Ami de Rabaut-Saint-Etienne, il devient en 1788 le premier pasteur de l’Église réformée reconstituée de Paris (4). Marron est un homme de son temps, pur produit des Lumières. Il manie la poésie avec aise et son talent oratoire est incontestable bien qu’emphatique (5). En revanche, versatile et opportuniste, il est assez maltraité par l’historiographie qui lui reproche souvent d’avoir voulu servir tous les régimes (6).

 

Paul-Henri MARRON, oratoiredulouvre.fr

Durant la Terreur, il est arrêté une première fois en septembre 1793 mais suite à une pétition des réformés, il est libéré assez vite. Il lui a été surtout reproché par l’Église réformée d’avoir offert à la municipalité les coupes de communion en prononçant un discours proche de l’apostasie : « Recevez, citoyens, mon serment inviolable de concourir à étendre le règne de la Raison, à asseoir sur des lois inébranlables l’auguste empire de la Liberté, de l’Égalité, de la Fraternité. Haine à tous ces échafaudages de mensonges et de puérilités que l’ignorance et la mauvaise foi ont décoré du nom fastueux de théologie ! Hommage au bon sens, à la vertu, aux éternels et immortels principes de l’évidence et de la morale ! » (7) Belle adhésion à l’esprit révolutionnaire mais discutable alliance avec le culte de la Raison et de l’Être suprême…

 

En mai 1794 il est arrêté une seconde fois, accusé d’être un fanatique contre-révolutionnaire parce qu’il avait présidé des baptêmes et mariages, et qu’il aurait été proche du club des Feuillants, société monarchiste. Il ne doit son salut qu’à la chute de Robespierre.

 

Sous Bonaparte, des temps plus paisibles s’ouvrent pour le pasteur Marron. En 1802, il est l’un des négociateurs réformés, aux côtés de Rabaut-Dupuis, pour la rédaction des articles organique face à Portalis (8). Il reçoit alors la Légion d’honneur.

 

Marron demeure le pasteur de l’Oratoire jusqu’à sa mort en 1832, emporté par une épidémie de choléra (9).

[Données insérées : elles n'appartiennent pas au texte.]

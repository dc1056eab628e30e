use chrono::{DateTime, Utc};
use serde::{Deserialize, Serialize};
use sqlx::FromRow;
use uuid::Uuid;

#[derive(Debug, Clone, PartialEq, Serialize, Deserialize, FromRow)]
#[serde(rename_all = "camelCase")]
pub struct Billboard {
    pub id: Uuid,
    pub store_id: Uuid,
    pub label: String,
    pub image_url: String,
    pub created_at: DateTime<Utc>,
    pub updated_at: DateTime<Utc>,
}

Sous son ministère, Athanase Coquerel fut accueilli comme suffragant à l’Oratoire avant de lui succéder après sa mort, et de devenir une figure majeure du libéralisme et du protestantisme parisien (10).

 

 

Pasteur Pierre-Adrien DUMAS

Ruines de l'abside de Saint-Louis-du-Louvre, oratoiredulouvre.fr

1 François BOULET, Histoire des protestants à Paris et en Île-de-France, Carrières-sous-Poissy, La Cause, 2013.
2 Hélène GUICHARNAUD et Christiane GUTTINGER-METTETAL, Temples réformés et églises luthériennes de Paris, Paris, La voix protestante, 2013.
3 Notice Paul-Henri Marron (1754-1832) sur le site du Musée virtuel du protestantisme (https://museeprotestant.org/notice/paul-henri-marron-1754-1832/).
4 Patrick CABANEL, Histoire des protestants en France (XVIe-XXIe siècle), Paris, Fayard, 2012.
5 Jean-Marie MAYEUR et Yves-Marie HILAIRE (éd.), Dictionnaire du monde religieux dans la France contemporaine, volume 5, André ENCREVÉ (dir.), Les protestants, Paris, Beauchesne, 1993.
6 Eugène et Émile HAAG, La France Protestante, Paris, Joseph Cherbuliez, 1857.
7 François BOULET, op.cit.

8 Patrick CABANEL, op.cit.
9 Article de Philippe VASSEAUX sur le site de l’Oratoire du Louvre (https://oratoiredulouvre.fr/index.php/patrimoine/visites/transformations-de-loratoire-du-louvre-apres-1789/pasteurpaul-
henri-marron).
10 Emile-Guillaume LÉONARD, Histoire générale du protestantisme, Tome III Déclin et renouveau (XVIIIe-XXe siècle), Paris, Presses Universitaires de France, 1964.